Essential revisions:

1) The reviewers pointed out that a few strong claims are not well-supported by the experimental data, in addition, a couple of previously published studies are not accurately cited/interpreted in the manuscript. Please tone down the related statements and accurately cite the previous findings.

2) The reviewers requested further clarification, esp. the anatomical tracing part of the experimental data. For example, providing cell counts, clarification on the methods, etc. Please better integrate this part of the finding into the rest of the manuscript. Please follow the more detailed suggestions in the long-form reviews on other suggestions.

Please include a key resource table if you haven't already done so.

Reviewer #1 (Recommendations for the authors):

While overall this is a well-executed study that uses a variety of behavior tasks to demonstrate the activity of DS-projecting rILN neurons.

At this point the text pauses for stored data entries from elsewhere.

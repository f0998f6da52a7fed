//! Deliberation prompt composition and round consensus.

use conclave_provider::{PromptMessage, ProviderRequest};
use conclave_synthesis::similarity;

/// Builds the prompt one member sees in deliberation round `round`.
///
/// The prompt carries the original query plus the previous round's
/// responses labeled by member. When `redact_own` is set, the member's
/// own previous response is omitted.
pub fn deliberation_prompt(
    query: &str,
    previous: &[(String, String)],
    member_id: &str,
    round: u32,
    redact_own: bool,
) -> ProviderRequest {
    let mut body = format!(
        "Original question:\n{}\n\nCouncil responses from the previous round:\n",
        query
    );
    for (author, content) in previous {
        if redact_own && author == member_id {
            continue;
        }
        let label = if author == member_id {
            format!("{} (you)", author)
        } else {
            author.clone()
        };
        body.push_str(&format!("\n[{}]\n{}\n", label, content));
    }
    body.push_str(&format!(
        "\nThis is deliberation round {}. Considering the other responses, \
         restate or revise your answer. Reply with your answer only.",
        round
    ));

    ProviderRequest {
        messages: vec![
            PromptMessage::system(
                "You are one member of a model council deliberating toward a \
                 consensus answer.",
            ),
            PromptMessage::user(body),
        ],
        tools: Vec::new(),
    }
}

/// Whether a round's exchanges are textually near-identical.
///
/// True when every pairwise similarity meets the threshold; a round
/// with fewer than two exchanges cannot demonstrate consensus.
pub fn round_reached_consensus(contents: &[&str], threshold: f64) -> bool {
    if contents.len() < 2 {
        return false;
    }
    for i in 0..contents.len() {
        for j in (i + 1)..contents.len() {
            if similarity(contents[i], contents[j]) < threshold {
                return false;
            }
        }
    }
    true
}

Yet, the different parts of this study (electrophysiology, behavior, tracing) feel somewhat disjointed, and additional control experiments would be needed to substantiate some of the claims made.

– The statement that the authors "discovered that rILN neurons projecting to the DS integrated information from several subcortical and cortical sources" (abstract lines 39 – 41) is misleading and not fully supported by the presented data. While the authors demonstrate that rILN neurons can receive input projections from several subcortical and cortical areas, they do not show whether these projections converge onto the same individual neurons in rILN, and more importantly, they do not show whether "information" is carried by these projections or integrated into rILN neurons during behavior. Recordings and manipulation experiments of these subcortical and cortical inputs to rILN would be necessary to support such a claim.

– While fiber photometry is a powerful and suitable approach to measuring neuronal calcium signals, the authors should at least discuss the possibility that measuring calcium photometry signals at the cell soma region might not reflect neuronal firing activity (Legaria et al., 2022), and thus this activity might not indicate rILN neuron signaling to the striatum. Fiber photometry recordings of the axons of these projection neurons in DS would provide more definitive evidence for this signaling.

Therefore, it would be helpful if the authors could tune down the conclusions related to these areas.

Other suggestions include:

– Please clarify if DS projecting neurons from all rILN nuclei show the reported action initiation and reward acquisition activity or only CL neurons.

– Along similar lines, to what extent of rILN was targeted for optogenetic activation and inhibition? It seems that the authors implanted a total of 4 optic fibers, two on each side (please clarify in methods). What was the reasoning behind this? Please show that only rILN and not PF was activated/inhibited.

– The transsynaptic tracing experiments – the cell count quantifications in CM, PC, and CL are needed.

– Why is the injection site for the retrograde cre-dependent tdTomato AAV (Figure 5 middle left panels) showing expression? Please clarify. Is the cre coming through transsynaptic AAV1 from direct projections of each AAV1 injection site (AAV1 is not supposed to spread across a second synapse)? The diagrams suggest that not all regions (e.g. SUM or SC) have direct projections to DS.

Reviewer #2 (Recommendations for the authors):

I think it was very well conducted and is very strong, well written, and within the scope of eLife's typical papers. I look forward to seeing where the authors take this line of investigation.

Reviewer #3 (Recommendations for the authors):

1) The final neuroanatomical tracing studies are not very well integrated with the rest of the study. The experiments are introduced as a comparison between the striatum- and cortex-projecting neurons, but the latter experiment was not done. Without distinguishing these two populations or possibly comparing the inputs to intralaminar versus parafascicular nuclei, the experiment does not offer a lot to the overall conclusions. The authors should either do the additional work to make a meaningful conclusion from these experiments or exclude them from the current manuscript.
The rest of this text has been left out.